Он покрутил набриолиненной головой и усмехнулся:

«Очевидно, я раздражаю вас своим присутствием в вашем доме, но вы должны понять, что это необходимо. Любе нужна помощь».

«Вы только что говорили, что ей нужна поддержка».

«Поддержка и помощь, – сказал заслуженный бурлак Советского Союза. – И вы совершенно напрасно иронизируете. Вы уже достаточно взрослый, чтобы понять, насколько серьезна ваша ситуация».

Ну, тут уж он зря. Вот это я понимал.

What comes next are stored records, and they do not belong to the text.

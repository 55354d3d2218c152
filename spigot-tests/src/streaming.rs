use spigot::{Connection, Cursor, CursorExt, NamedStatement};

pub fn streaming<C: Connection>(connection: &mut C) {
    let statement =
        NamedStatement::parse("SELECT name, level FROM gauge_reading WHERE level > :floor")
            .expect("Failed to parse the streaming statement");

    let rows = statement
        .binder()
        .bind("floor", 0.0)
        .unwrap()
        .fetch_lazy(connection, |row: &dyn Cursor| {
            Ok((row.get::<String>(0)?, row.get::<Option<f64>>(1)?))
        })
        .expect("Failed to open a lazy result");
    assert_eq!(rows.size_hint(), (0, None));
    let mut rows = rows;
    for row in &mut rows {
        row.expect("Failed to advance the lazy result");
    }
    // Exhausted: the iterator is fused and does not rescan
    assert!(rows.next().is_none());
    rows.close();

    // Closing early is always safe
    let mut rows = statement
        .binder()
        .bind("floor", 1.0)
        .unwrap()
        .fetch_lazy(connection, |row: &dyn Cursor| row.get::<String>(0))
        .expect("Failed to open a second lazy result");
    rows.close();
    assert!(rows.next().is_none());
}
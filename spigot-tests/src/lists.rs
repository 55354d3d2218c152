use spigot::{Connection, Cursor, CursorExt, NamedStatement};

pub fn lists<C: Connection>(connection: &mut C) {
    let statement = NamedStatement::parse(
        "SELECT name FROM gauge_reading WHERE name IN :names AND level > :floor",
    )
    .expect("Failed to parse the list statement");

    let binder = statement
        .binder()
        .bind_list("names", ["boiler-3", "boiler-4"])
        .expect("Failed to bind :names")
        .bind("floor", 0.0)
        .expect("Failed to bind :floor");
    assert_eq!(
        binder.sql().unwrap(),
        "SELECT name FROM gauge_reading WHERE name IN (?,?) AND level > ?"
    );
    binder
        .fetch_all(connection, |row: &dyn Cursor| row.get::<String>(0))
        .expect("Failed to fetch through a list binding");

    // An empty list still materializes, as ()
    let empty = statement
        .binder()
        .bind_list("names", Vec::<String>::new())
        .unwrap()
        .bind("floor", 0.0)
        .unwrap();
    assert_eq!(
        empty.sql().unwrap(),
        "SELECT name FROM gauge_reading WHERE name IN () AND level > ?"
    );

    // A list cannot rebind a name a value already took, and vice versa
    let bound = statement.binder().bind("names", "scalar").unwrap();
    assert!(
        bound
            .bind_list("names", ["x"])
            .unwrap_err()
            .is_invalid_argument()
    );
}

Непонятно только, почему он сказал «ваша ситуация». Вообще-то должен был сказать «наша». Или он думал, что это была моя идея пригласить в дом врача из психушки, который станет шастать взад-вперед, шелестя болоньей и запираясь в комнате с моей женой? С моей безумной Рахилью. Пусть даже он ее ровесник, и даже немного старше, а я всего лишь тупой аспирант. Вернее, тупой соискатель.

«Когда у вас будет защита?»

«А вам-то какое дело?»

«Не грубите мне, молодой человек. Я хочу вам помочь».

Добрый доктор Айболит. «Как живете? Как животик? Не болит ли голова?» И глаза такие добрые-добрые. Как у дедушки Корнея Чуковского. Который тоже много чего украл в своей жизни. Но чужих жен не воровал. Только персонажей. Впрочем, может, и жен. Кто их знает – этих добрых стареньких старичков?

«Я хочу предложить вам работу. У меня есть знакомые в морге или, если хотите, могу взять санитаром к себе в больницу до защиты диссертации».

«Морг – это здорово, – сказал я. – У меня там тоже знакомые есть. Соседка вчера умерла. Октябрина Михайловна».

«Перестаньте паясничать».

Я затянулся поглубже, пока папироса не зашипела и не стала потрескивать. Мы так молчали минуты, наверное, две. Он стоял в дверях, а я сидел у плиты рядом с пепельницей.